Delusions Part 7 of 11

A delusion is an unshakeable false belief that is not accepted by other members of the patient’s culture

It is important to understand the following characteristics of delusional thinking:
  • To the patient, there is no difference between a delusional belief and a true belief – they are the same experience.
  • Therefore, only an external observer can diagnose a delusion.
  • The delusion is false because of faulty reasoning E.g. a man’s delusional belief that his wife is having an affair may actually be true (she may indeed be unfaithful), but it remains a delusion because he reason he gives for this belief is undoubtedly false, for example, she ‘must’ be having an affair because she is part of a top-secret sexual conspiracy to prove that he is a homosexual.
  • It is out of keeping with the patient’s social and cultural background E.g. a belief in the imminent second coming of Christ may be appropriate for a member of a religious group, but not for a formerly atheist, middle-aged business man.

Overvalued Ideas Part 8 of 11

An overvalued idea is a plausible belief that a patient becomes pre-occupied with to an unreasonable extent. The key feature is that the pursuit of this idea cause considerable distress to the patient or those living around them.

They are distinguished from delusions by the lack of gross abnormality in reasoning; these patients can often give fairly logical reasons for their beliefs.

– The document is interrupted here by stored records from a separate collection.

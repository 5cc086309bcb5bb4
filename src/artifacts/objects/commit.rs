//! Commit object
//!
//! A commit names a tree (the directory snapshot), zero or more parents,
//! author/committer lines, and a message.

use crate::artifacts::objects::object::Unpackable;
use crate::artifacts::objects::object::{Object, Packable};
use crate::artifacts::objects::object_id::ObjectId;
use crate::artifacts::objects::object_type::ObjectType;
use anyhow::Context;
use bytes::Bytes;
use std::io::{BufRead, Write};

/// Author or committer identity with timestamp.
#[derive(Debug, Clone, Eq, PartialEq)]
pub struct Author {
    name: String,
    email: String,
    timestamp: chrono::DateTime<chrono::FixedOffset>,
}

impl Author {
    pub fn new(name: String, email: String) -> Self {
        Author {
            name,
            email,
            timestamp: chrono::Local::now().fixed_offset(),
        }
    }

    /// Wire form: `name <email> <unix-timestamp> <timezone>`.
    pub fn display(&self) -> String {
        format!(
            "{} <{}> {} {}",
            self.name,
            self.email,
            self.timestamp.timestamp(),
            self.timestamp.format("%z")
        )
    }
}

impl TryFrom<&str> for Author {
    type Error = anyhow::Error;

    fn try_from(value: &str) -> Result<Self, Self::Error> {
        // rsplit so names containing spaces stay intact
        let parts: Vec<&str> = value.rsplitn(3, ' ').collect();
        if parts.len() < 3 {
            anyhow::bail!("invalid author format: {value}");
        }

        let timezone = parts[0];
        let timestamp = parts[1]
            .parse::<i64>()
            .map_err(|_| anyhow::anyhow!("invalid author timestamp"))?;
        let name_email = parts[2];

        let email_start = name_email
            .find('<')
            .ok_or_else(|| anyhow::anyhow!("invalid author format: missing '<'"))?;
        let email_end = name_email
            .find('>')
            .ok_or_else(|| anyhow::anyhow!("invalid author format: missing '>'"))?;

        let name = name_email[..email_start].trim().to_string();
        let email = name_email[email_start + 1..email_end].to_string();

        let datetime = chrono::DateTime::from_timestamp(timestamp, 0)
            .ok_or_else(|| anyhow::anyhow!("invalid author timestamp"))?;
        let datetime = chrono::DateTime::parse_from_str(
            &format!("{} {}", datetime.format("%Y-%m-%d %H:%M:%S"), timezone),
            "%Y-%m-%d %H:%M:%S %z",
        )
        .map_err(|_| anyhow::anyhow!("invalid author timezone"))?;

        Ok(Author {
            name,
            email,
            timestamp: datetime,
        })
    }
}

#[derive(Debug, Clone, Eq, PartialEq)]
pub struct Commit {
    parents: Vec<ObjectId>,
    tree_oid: ObjectId,
    author: Author,
    committer: Author,
    message: String,
}

impl Commit {
    pub fn new(
        parents: Vec<ObjectId>,
        tree_oid: ObjectId,
        author: Author,
        message: String,
    ) -> Self {
        Commit {
            parents,
            tree_oid,
            author: author.clone(),
            committer: author,
            message,
        }
    }

    pub fn tree_oid(&self) -> &ObjectId {
        &self.tree_oid
    }

    pub fn parent(&self) -> Option<&ObjectId> {
        self.parents.first()
    }

    pub fn message(&self) -> &str {
        &self.message
    }
}

impl Packable for Commit {
    fn serialize(&self) -> anyhow::Result<Bytes> {
        let mut lines = vec![];

        lines.push(format!("tree {}", self.tree_oid.as_ref()));
        for parent in &self.parents {
            lines.push(format!("parent {}", parent.as_ref()));
        }
        lines.push(format!("author {}", self.author.display()));
        lines.push(format!("committer {}", self.committer.display()));
        lines.push(String::new());
        lines.push(self.message.to_string());

        let content = lines.join("\n");

        let mut commit_bytes = Vec::new();
        let header = format!("{} {}\0", self.object_type().as_str(), content.len());
        commit_bytes.write_all(header.as_bytes())?;
        commit_bytes.write_all(content.as_bytes())?;

        Ok(Bytes::from(commit_bytes))
    }
}

impl Unpackable for Commit {
    fn deserialize(reader: impl BufRead) -> anyhow::Result<Self> {
        let content = reader
            .bytes()
            .collect::<Result<Vec<u8>, std::io::Error>>()?;

        let content = String::from_utf8(content)?;
        let mut lines = content.lines();

        let tree_line = lines.next().context("commit object: missing tree line")?;
        let tree_oid = tree_line
            .strip_prefix("tree ")
            .context("commit object: invalid tree line")?
            .to_string();
        let tree_oid = ObjectId::try_parse(tree_oid)?;

        let mut parents = Vec::new();
        let mut next_line = lines.next().context("commit object: missing author line")?;

        while let Some(parent_oid) = next_line.strip_prefix("parent ") {
            parents.push(ObjectId::try_parse(parent_oid.to_string())?);
            next_line = lines.next().context("commit object: missing author line")?;
        }

        let author = next_line
            .strip_prefix("author ")
            .context("commit object: invalid author line")?;
        let author = Author::try_from(author)?;

        let committer_line = lines
            .next()
            .context("commit object: missing committer line")?;
        committer_line
            .strip_prefix("committer ")
            .context("commit object: invalid committer line")?;

        // skip the blank separator
        lines.next();

        let message = lines.collect::<Vec<&str>>().join("\n");
        Ok(Self::new(parents, tree_oid, author, message))
    }
}

impl Object for Commit {
    fn object_type(&self) -> ObjectType {
        ObjectType::Commit
    }
}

They differ from obsessions in that they are not seen as recurrent intrusions.

Thought Possession Part 9 of 11

Thought possession, also falls under thought content in that it involves delusions of control in which there is a false belief that one’s thoughts, feelings, actions or impulses are controlled or ‘made’ by an external agency, e.g. believing that one was made to break a window by demons.

Delusions of thought control include:

Thought insertion: belief that thoughts or ideas are being implanted in one’s head by an external agency

E.g. ‘the patient repeatedly complains of having disturbingly violent thoughts, which, she claims, are being sent to her by Satan’

Thought withdrawal: belief that one’s thoughts or ideas are being extracted from one’s head by an external agency

E.g. ‘the man continually blames his poor memory on “government agents” who he claims are able to steal his thoughts’

Thought broadcasting: belief that one’s thoughts are being diffused or broadcast to others such that they know what one is thinking

Eg: ‘a woman refuses to explain her problem, saying, “I know you know what I’m thinking. Everybody hears what I’m thinking.”